(Work to be completed): Nothing in the data may be altered; the answer is a verbatim copy of it.

[Data extracted from a collection]
____
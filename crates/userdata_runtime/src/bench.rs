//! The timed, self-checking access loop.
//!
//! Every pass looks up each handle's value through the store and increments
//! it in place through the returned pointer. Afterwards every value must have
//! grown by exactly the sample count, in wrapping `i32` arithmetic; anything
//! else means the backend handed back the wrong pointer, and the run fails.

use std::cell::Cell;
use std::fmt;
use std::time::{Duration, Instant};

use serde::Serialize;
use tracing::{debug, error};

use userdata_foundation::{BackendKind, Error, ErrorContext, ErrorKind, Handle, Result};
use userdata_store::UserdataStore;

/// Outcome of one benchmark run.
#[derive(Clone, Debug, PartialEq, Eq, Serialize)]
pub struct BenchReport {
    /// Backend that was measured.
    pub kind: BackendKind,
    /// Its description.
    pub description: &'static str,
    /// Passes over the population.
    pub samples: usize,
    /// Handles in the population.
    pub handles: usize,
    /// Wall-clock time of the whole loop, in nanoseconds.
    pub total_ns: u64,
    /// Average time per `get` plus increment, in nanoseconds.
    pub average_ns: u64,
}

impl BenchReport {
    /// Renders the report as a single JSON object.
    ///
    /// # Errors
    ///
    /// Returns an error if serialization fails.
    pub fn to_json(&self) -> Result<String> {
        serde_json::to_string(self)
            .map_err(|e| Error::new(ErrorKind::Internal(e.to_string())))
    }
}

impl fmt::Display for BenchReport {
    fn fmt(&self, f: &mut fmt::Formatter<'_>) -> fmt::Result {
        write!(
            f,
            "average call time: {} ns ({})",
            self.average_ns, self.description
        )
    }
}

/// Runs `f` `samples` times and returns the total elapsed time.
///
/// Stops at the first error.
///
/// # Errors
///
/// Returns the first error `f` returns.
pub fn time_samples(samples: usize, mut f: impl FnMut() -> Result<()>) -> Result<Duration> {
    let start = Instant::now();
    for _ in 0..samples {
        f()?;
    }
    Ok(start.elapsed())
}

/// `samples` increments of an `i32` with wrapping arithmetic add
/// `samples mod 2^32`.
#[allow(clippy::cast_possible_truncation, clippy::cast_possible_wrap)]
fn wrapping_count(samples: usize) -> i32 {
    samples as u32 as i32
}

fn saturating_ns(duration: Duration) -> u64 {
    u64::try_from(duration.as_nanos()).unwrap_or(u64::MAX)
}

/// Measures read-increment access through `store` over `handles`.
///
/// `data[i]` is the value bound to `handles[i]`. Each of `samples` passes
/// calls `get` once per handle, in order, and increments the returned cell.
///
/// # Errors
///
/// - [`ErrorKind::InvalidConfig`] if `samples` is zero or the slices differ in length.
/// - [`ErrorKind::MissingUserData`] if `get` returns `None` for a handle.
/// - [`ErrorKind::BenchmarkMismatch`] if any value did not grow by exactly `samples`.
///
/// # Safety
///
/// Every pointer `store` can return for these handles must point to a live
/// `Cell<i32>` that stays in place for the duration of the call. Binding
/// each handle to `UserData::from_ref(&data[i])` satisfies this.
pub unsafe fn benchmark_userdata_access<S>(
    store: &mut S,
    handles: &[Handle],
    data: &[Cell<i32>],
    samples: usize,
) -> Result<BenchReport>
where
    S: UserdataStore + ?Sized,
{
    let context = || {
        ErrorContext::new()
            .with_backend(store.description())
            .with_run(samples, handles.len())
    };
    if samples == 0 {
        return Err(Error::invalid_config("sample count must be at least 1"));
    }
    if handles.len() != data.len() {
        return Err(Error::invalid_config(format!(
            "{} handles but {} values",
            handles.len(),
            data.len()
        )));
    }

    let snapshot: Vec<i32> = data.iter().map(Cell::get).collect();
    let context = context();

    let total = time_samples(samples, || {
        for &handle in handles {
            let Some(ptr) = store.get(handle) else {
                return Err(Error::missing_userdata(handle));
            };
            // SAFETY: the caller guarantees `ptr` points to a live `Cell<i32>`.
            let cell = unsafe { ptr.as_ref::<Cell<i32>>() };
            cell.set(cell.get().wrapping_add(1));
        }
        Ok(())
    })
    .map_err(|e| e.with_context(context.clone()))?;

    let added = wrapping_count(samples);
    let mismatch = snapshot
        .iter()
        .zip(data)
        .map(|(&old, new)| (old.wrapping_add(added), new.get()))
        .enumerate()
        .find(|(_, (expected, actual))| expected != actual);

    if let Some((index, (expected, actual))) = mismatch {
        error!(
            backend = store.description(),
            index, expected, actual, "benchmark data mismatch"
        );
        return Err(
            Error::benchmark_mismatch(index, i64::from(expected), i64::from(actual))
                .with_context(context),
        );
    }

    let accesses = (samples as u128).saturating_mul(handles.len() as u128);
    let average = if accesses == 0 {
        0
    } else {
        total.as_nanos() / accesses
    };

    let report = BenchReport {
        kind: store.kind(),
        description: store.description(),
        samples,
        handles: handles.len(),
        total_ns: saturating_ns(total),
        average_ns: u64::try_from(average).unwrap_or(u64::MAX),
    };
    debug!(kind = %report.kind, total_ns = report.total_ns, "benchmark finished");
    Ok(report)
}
____
(Solution to the exercise):
filename crates/userdata_runtime/src/bench.rs
//! The timed, self-checking access loop.
//!
//! Every pass looks up each handle's value through the store and increments
//! it in place through the returned pointer. Afterwards every value must have
//! grown by exactly the sample count, in wrapping `i32` arithmetic; anything
//! else means the backend handed back the wrong pointer, and the run fails.

use std::cell::Cell;
use std::fmt;
use std::time::{Duration, Instant};

use serde::Serialize;
use tracing::{debug, error};

use userdata_foundation::{BackendKind, Error, ErrorContext, ErrorKind, Handle, Result};
use userdata_store::UserdataStore;

/// Outcome of one benchmark run.
#[derive(Clone, Debug, PartialEq, Eq, Serialize)]
pub struct BenchReport {
    /// Backend that was measured.
    pub kind: BackendKind,
    /// Its description.
    pub description: &'static str,
    /// Passes over the population.
    pub samples: usize,
    /// Handles in the population.
    pub handles: usize,
    /// Wall-clock time of the whole loop, in nanoseconds.
    pub total_ns: u64,
    /// Average time per `get` plus increment, in nanoseconds.
    pub average_ns: u64,
}

impl BenchReport {
    /// Renders the report as a single JSON object.
    ///
    /// # Errors
    ///
    /// Returns an error if serialization fails.
    pub fn to_json(&self) -> Result<String> {
        serde_json::to_string(self)
            .map_err(|e| Error::new(ErrorKind::Internal(e.to_string())))
    }
}

impl fmt::Display for BenchReport {
    fn fmt(&self, f: &mut fmt::Formatter<'_>) -> fmt::Result {
        write!(
            f,
            "average call time: {} ns ({})",
            self.average_ns, self.description
        )
    }
}

/// Runs `f` `samples` times and returns the total elapsed time.
///
/// Stops at the first error.
///
/// # Errors
///
/// Returns the first error `f` returns.
pub fn time_samples(samples: usize, mut f: impl FnMut() -> Result<()>) -> Result<Duration> {
    let start = Instant::now();
    for _ in 0..samples {
        f()?;
    }
    Ok(start.elapsed())
}

/// `samples` increments of an `i32` with wrapping arithmetic add
/// `samples mod 2^32`.
#[allow(clippy::cast_possible_truncation, clippy::cast_possible_wrap)]
fn wrapping_count(samples: usize) -> i32 {
    samples as u32 as i32
}

fn saturating_ns(duration: Duration) -> u64 {
    u64::try_from(duration.as_nanos()).unwrap_or(u64::MAX)
}

/// Measures read-increment access through `store` over `handles`.
///
/// `data[i]` is the value bound to `handles[i]`. Each of `samples` passes
/// calls `get` once per handle, in order, and increments the returned cell.
///
/// # Errors
///
/// - [`ErrorKind::InvalidConfig`] if `samples` is zero or the slices differ in length.
/// - [`ErrorKind::MissingUserData`] if `get` returns `None` for a handle.
/// - [`ErrorKind::BenchmarkMismatch`] if any value did not grow by exactly `samples`.
///
/// # Safety
///
/// Every pointer `store` can return for these handles must point to a live
/// `Cell<i32>` that stays in place for the duration of the call. Binding
/// each handle to `UserData::from_ref(&data[i])` satisfies this.
pub unsafe fn benchmark_userdata_access<S>(
    store: &mut S,
    handles: &[Handle],
    data: &[Cell<i32>],
    samples: usize,
) -> Result<BenchReport>
where
    S: UserdataStore + ?Sized,
{
    let context = || {
        ErrorContext::new()
            .with_backend(store.description())
            .with_run(samples, handles.len())
    };
    if samples == 0 {
        return Err(Error::invalid_config("sample count must be at least 1"));
    }
    if handles.len() != data.len() {
        return Err(Error::invalid_config(format!(
            "{} handles but {} values",
            handles.len(),
            data.len()
        )));
    }

    let snapshot: Vec<i32> = data.iter().map(Cell::get).collect();
    let context = context();

    let total = time_samples(samples, || {
        for &handle in handles {
            let Some(ptr) = store.get(handle) else {
                return Err(Error::missing_userdata(handle));
            };
            // SAFETY: the caller guarantees `ptr` points to a live `Cell<i32>`.
            let cell = unsafe { ptr.as_ref::<Cell<i32>>() };
            cell.set(cell.get().wrapping_add(1));
        }
        Ok(())
    })
    .map_err(|e| e.with_context(context.clone()))?;

    let added = wrapping_count(samples);
    let mismatch = snapshot
        .iter()
        .zip(data)
        .map(|(&old, new)| (old.wrapping_add(added), new.get()))
        .enumerate()
        .find(|(_, (expected, actual))| expected != actual);

    if let Some((index, (expected, actual))) = mismatch {
        error!(
            backend = store.description(),
            index, expected, actual, "benchmark data mismatch"
        );
        return Err(
            Error::benchmark_mismatch(index, i64::from(expected), i64::from(actual))
                .with_context(context),
        );
    }

    let accesses = (samples as u128).saturating_mul(handles.len() as u128);
    let average = if accesses == 0 {
        0
    } else {
        total.as_nanos() / accesses
    };

    let report = BenchReport {
        kind: store.kind(),
        description: store.description(),
        samples,
        handles: handles.len(),
        total_ns: saturating_ns(total),
        average_ns: u64::try_from(average).unwrap_or(u64::MAX),
    };
    debug!(kind = %report.kind, total_ns = report.total_ns, "benchmark finished");
    Ok(report)
}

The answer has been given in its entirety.